One does not have to love unions or believe that their policy positions are always right to recognize that they are among the few influential players in our political system that represent the interests of the middle-class. A retired teacher now myself, I have never believed in tenure for teachers. But I have always believed that workers should have the right to collectively bargain for wages and work conditions if that is what they want.
Indeed, if America has become more oligarchic and less democratic with a shrinking middle-class over the last 70 years — which it has http://finance.yahoo.com/tech-ticker/the-u.s.-middle-class-is-being-wiped-out-here’s-the-stats-to-prove-it-520657.html?tickers=%5EDJI,%5EGSPC,SPY,MCD,WMT,XRT,DIA — this is largely true because of the increasing influence the wealthy few have on government and the decline of unions since passage of the National Labor Relations Act of 1935 http://en.wikipedia.org/wiki/Union_busting.

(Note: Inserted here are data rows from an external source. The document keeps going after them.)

use crate::auth::config::ApiKeyConfig;
use crate::database::config::DatabaseConfig;
use crate::ingestion::config::IngestionConfig;
use crate::pricing::PricingConfig;
use crate::query::config::QueryConfig;
use crate::server::config::{LoggingConfig, ServerConfig};
use config::{Config as ConfigBuilder, ConfigError, Environment, File};
use serde::{Deserialize, Serialize};
use std::path::Path;

#[derive(Debug, Clone, Default, Serialize, Deserialize)]
pub struct Config {
    #[serde(default)]
    pub server: ServerConfig,
    #[serde(default)]
    pub database: DatabaseConfig,
    #[serde(default)]
    pub logging: LoggingConfig,
    #[serde(default)]
    pub pricing: PricingConfig,
    #[serde(default)]
    pub api_keys: ApiKeyConfig,
    #[serde(default)]
    pub ingestion: IngestionConfig,
    #[serde(default)]
    pub query: QueryConfig,
}

impl Config {
    /// Load defaults, then `config.yaml` if present, then `COSTGPT_*` environment overrides
    pub fn load() -> Result<Self, ConfigError> {
        let mut builder =
            ConfigBuilder::builder().add_source(config::Config::try_from(&Config::default())?);

        if Path::new("config.yaml").exists() {
            builder = builder.add_source(File::with_name("config"));
        }

        builder = builder.add_source(env_source());

        builder.build()?.try_deserialize()
    }

    pub fn load_from_file<P: AsRef<Path>>(path: P) -> Result<Self, ConfigError> {
        let mut builder =
            ConfigBuilder::builder().add_source(config::Config::try_from(&Config::default())?);

        if path.as_ref().exists() {
            builder = builder.add_source(File::from(path.as_ref()));
        }

        builder = builder.add_source(env_source());

        builder.build()?.try_deserialize()
    }
}

fn env_source() -> Environment {
    Environment::with_prefix("COSTGPT")
        .prefix_separator("_")
        .separator("__")
}
use crate::{
    aggregation::Dimension,
    auth::CustomerExtractor,
    error::AppError,
    query::{CostSummary, DateRange, DimensionCost, RollupRow},
    server::Server,
};
use axum::{
    Router,
    extract::{Query, State},
    response::Json,
    routing::get,
};
use chrono::NaiveDate;
use serde::{Deserialize, Serialize};

const DEFAULT_DAYS: u32 = 30;

/// Rollup-backed cost reporting
pub fn create_cost_routes() -> Router<Server> {
    Router::new()
        .route("/costs/rollups", get(get_rollups))
        .route("/costs/summary", get(get_summary))
        .route("/costs/by-model", get(get_costs_by_model))
        .route("/costs/by-user", get(get_costs_by_user))
        .route("/costs/by-feature", get(get_costs_by_feature))
}

/// Query parameters for grouped rollups
#[derive(Debug, Default, Deserialize)]
pub struct RollupsQuery {
    pub start: Option<NaiveDate>,
    pub end: Option<NaiveDate>,
    /// Comma-separated dimensions, e.g. `model,user_id`
    pub group_by: Option<String>,
}

#[derive(Debug, Default, Deserialize)]
pub struct DaysQuery {
    pub days: Option<u32>,
}

#[derive(Debug, Serialize)]
pub struct RollupsResponse {
    pub start: NaiveDate,
    pub end: NaiveDate,
    pub group_by: Vec<Dimension>,
    pub rows: Vec<RollupRow>,
}

#[derive(Debug, Serialize)]
pub struct BreakdownResponse {
    pub days: u32,
    pub dimension: Dimension,
    pub items: Vec<DimensionCost>,
}

async fn get_rollups(
    State(server): State<Server>,
    CustomerExtractor(auth): CustomerExtractor,
    Query(params): Query<RollupsQuery>,
) -> Result<Json<RollupsResponse>, AppError> {
    let group_by = match params.group_by.as_deref() {
        Some(raw) => Dimension::parse_list(raw).map_err(AppError::BadRequest)?,
        None => Vec::new(),
    };

    let default_range = server.query.default_range();
    let range = match (params.start, params.end) {
        (None, None) => default_range,
        (Some(start), None) => DateRange::new(start, default_range.end),
        (start, Some(end)) => {
            let span = default_range.days() - 1;
            DateRange::new(start.unwrap_or(end - chrono::Duration::days(span)), end)
        }
    };

    let rows = server
        .query
        .query_rollups(auth.customer_id, range, &group_by)
        .await?;

    Ok(Json(RollupsResponse {
        start: range.start,
        end: range.end,
        group_by,
        rows,
    }))
}

async fn get_summary(
    State(server): State<Server>,
    CustomerExtractor(auth): CustomerExtractor,
    Query(params): Query<DaysQuery>,
) -> Result<Json<CostSummary>, AppError> {
    let days = params.days.unwrap_or(DEFAULT_DAYS);
    let summary = server.query.summary(auth.customer_id, days).await?;
    Ok(Json(summary))
}

async fn get_costs_by_model(
    state: State<Server>,
    customer: CustomerExtractor,
    params: Query<DaysQuery>,
) -> Result<Json<BreakdownResponse>, AppError> {
    breakdown(state, customer, params, Dimension::Model).await
}

async fn get_costs_by_user(
    state: State<Server>,
    customer: CustomerExtractor,
    params: Query<DaysQuery>,
) -> Result<Json<BreakdownResponse>, AppError> {
    breakdown(state, customer, params, Dimension::UserId).await
}

async fn get_costs_by_feature(
    state: State<Server>,
    customer: CustomerExtractor,
    params: Query<DaysQuery>,
) -> Result<Json<BreakdownResponse>, AppError> {
    breakdown(state, customer, params, Dimension::Feature).await
}

async fn breakdown(
    State(server): State<Server>,
    CustomerExtractor(auth): CustomerExtractor,
    Query(params): Query<DaysQuery>,
    dimension: Dimension,
) -> Result<Json<BreakdownResponse>, AppError> {
    let days = params.days.unwrap_or(DEFAULT_DAYS);
    let items = server
        .query
        .cost_by(auth.customer_id, dimension, days)
        .await?;

    Ok(Json(BreakdownResponse {
        days,
        dimension,
        items,
    }))
}
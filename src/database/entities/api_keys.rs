use chrono::{DateTime, Utc};
use sea_orm::entity::prelude::*;
use serde::{Deserialize, Serialize};

#[derive(Clone, Debug, PartialEq, Eq, DeriveEntityModel, Serialize, Deserialize)]
#[sea_orm(table_name = "api_keys")]
pub struct Model {
    #[sea_orm(primary_key, auto_increment = false)]
    pub id: Uuid,
    pub customer_id: Uuid,
    pub name: String,
    /// Hex HMAC-SHA256 of the full key; the plaintext is never stored
    #[serde(skip_serializing)]
    pub key_hash: String,
    pub key_prefix: String,
    pub created_at: DateTime<Utc>,
    pub last_used_at: Option<DateTime<Utc>>,
    pub revoked_at: Option<DateTime<Utc>>,
}

#[derive(Copy, Clone, Debug, EnumIter, DeriveRelation)]
pub enum Relation {}

impl ActiveModelBehavior for ActiveModel {}

impl Model {
    pub fn is_active(&self) -> bool {
        self.revoked_at.is_none()
    }
}
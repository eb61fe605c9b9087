//! General file API integration tests.
//!
//! Run with: `cargo test -p filegate-api --test files_test`

mod helpers;

use axum::http::StatusCode;
use chrono::Local;
use helpers::auth::{bearer, mint_token, user_token};
use helpers::fixtures::{create_test_pdf, file_form, pdf_form, png_form};
use helpers::{setup_test_app, setup_test_app_with};

fn today() -> String {
    Local::now().date_naive().format("%Y-%m-%d").to_string()
}

#[tokio::test]
async fn test_upload_file_into_caller_date_bucket() {
    let app = setup_test_app().await;

    let response = app
        .client()
        .post("/file")
        .add_header("Authorization", bearer(&user_token("u1")))
        .multipart(pdf_form("report.pdf"))
        .await;

    assert_eq!(response.status_code(), StatusCode::CREATED);
    let url = response.json::<String>();
    assert_eq!(url, format!("upload/u1/{}/report.pdf", today()));

    let stored = app
        .web_root()
        .join("upload")
        .join("u1")
        .join(today())
        .join("report.pdf");
    assert_eq!(std::fs::read(stored).unwrap(), create_test_pdf());
}

#[tokio::test]
async fn test_owner_can_delete_own_file() {
    let app = setup_test_app().await;
    let client = app.client();
    let token = user_token("u1");

    let url = client
        .post("/file")
        .add_header("Authorization", bearer(&token))
        .multipart(pdf_form("report.pdf"))
        .await
        .json::<String>();

    let response = client
        .delete("/file")
        .add_header("Authorization", bearer(&token))
        .add_query_param("relativeUrl", &url)
        .await;
    assert_eq!(response.status_code(), StatusCode::OK);
    assert_eq!(response.json::<String>(), url);

    // Second delete finds nothing
    let response = client
        .delete("/file")
        .add_header("Authorization", bearer(&token))
        .add_query_param("relativeUrl", &url)
        .await;
    assert_eq!(response.status_code(), StatusCode::BAD_REQUEST);
}

#[tokio::test]
async fn test_other_user_cannot_delete() {
    let app = setup_test_app().await;
    let client = app.client();

    let url = client
        .post("/file")
        .add_header("Authorization", bearer(&user_token("u2")))
        .multipart(pdf_form("report.pdf"))
        .await
        .json::<String>();

    let response = client
        .delete("/file")
        .add_header("Authorization", bearer(&user_token("u1")))
        .add_query_param("relativeUrl", &url)
        .await;
    assert_eq!(response.status_code(), StatusCode::BAD_REQUEST);
    assert!(response.text().is_empty());
    assert!(app
        .web_root()
        .join("upload")
        .join("u2")
        .join(today())
        .join("report.pdf")
        .is_file());
}

#[tokio::test]
async fn test_caller_with_role_can_delete_any_file() {
    let app = setup_test_app().await;
    let client = app.client();

    let url = client
        .post("/file")
        .add_header("Authorization", bearer(&user_token("u2")))
        .multipart(pdf_form("report.pdf"))
        .await
        .json::<String>();

    let response = client
        .delete("/file")
        .add_header("Authorization", bearer(&mint_token("staff-1", &["editor"])))
        .add_query_param("relativeUrl", &url)
        .await;
    assert_eq!(response.status_code(), StatusCode::OK);
}

#[tokio::test]
async fn test_file_rejects_disallowed_extension() {
    let app = setup_test_app().await;

    let response = app
        .client()
        .post("/file")
        .add_header("Authorization", bearer(&user_token("u1")))
        .multipart(png_form("photo.png"))
        .await;

    assert_eq!(response.status_code(), StatusCode::BAD_REQUEST);
    assert!(!app.web_root().join("upload").exists());
}

#[tokio::test]
async fn test_file_rejects_zero_length_upload() {
    let app = setup_test_app().await;

    let response = app
        .client()
        .post("/file")
        .add_header("Authorization", bearer(&user_token("u1")))
        .multipart(file_form("empty.pdf", Vec::new(), "application/pdf"))
        .await;

    assert_eq!(response.status_code(), StatusCode::BAD_REQUEST);
    assert!(!app.web_root().join("upload").exists());
}

#[tokio::test]
async fn test_file_rejects_missing_file_field() {
    let app = setup_test_app().await;

    let form = axum_test::multipart::MultipartForm::new().add_text("note", "no file here");
    let response = app
        .client()
        .post("/file")
        .add_header("Authorization", bearer(&user_token("u1")))
        .multipart(form)
        .await;

    assert_eq!(response.status_code(), StatusCode::BAD_REQUEST);
}

#[tokio::test]
async fn test_file_name_with_path_rejected() {
    let app = setup_test_app().await;

    let response = app
        .client()
        .post("/file")
        .add_header("Authorization", bearer(&user_token("u1")))
        .multipart(pdf_form("../../escape.pdf"))
        .await;

    assert_eq!(response.status_code(), StatusCode::BAD_REQUEST);
    assert!(!app.web_root().join("upload").exists());
}

#[tokio::test]
async fn test_delete_requires_upload_prefix() {
    let app = setup_test_app().await;
    std::fs::write(app.web_root().join("u1-notes.pdf"), b"x").unwrap();

    let response = app
        .client()
        .delete("/file")
        .add_header("Authorization", bearer(&user_token("u1")))
        .add_query_param("relativeUrl", "u1-notes.pdf")
        .await;

    assert_eq!(response.status_code(), StatusCode::BAD_REQUEST);
    assert!(app.web_root().join("u1-notes.pdf").exists());
}

#[tokio::test]
async fn test_upload_over_size_limit_rejected() {
    let app = setup_test_app_with(|config| config.max_upload_size_bytes = 1024).await;

    let response = app
        .client()
        .post("/file")
        .add_header("Authorization", bearer(&user_token("u1")))
        .multipart(file_form("big.pdf", vec![b'x'; 256 * 1024], "application/pdf"))
        .await;

    assert_eq!(response.status_code(), StatusCode::PAYLOAD_TOO_LARGE);
    assert!(!app
        .web_root()
        .join("upload")
        .join("u1")
        .join(today())
        .join("big.pdf")
        .exists());
}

The injustice I perceive in all of this is exacerbated by the fact that Wisconsin’s fiscal crisis, as in other states, was largely caused by the increasing power of America’s oligarchy. It was, after all, the super wealthy and most influential players in the game, not the general public, who pushed for financial deregulation. This set the stage and tumbled the economic building blocks that became the Great Recession of 2008-9, a recession whose aftermath is the main reason for current budget crunches in so many states. Now this oligarchy is pushing the political right to exploit that very crisis. Except for the fact that there is no humor to be found in it, I would call this whole situation ironic.
I invite you comments, whether you agree with me or not.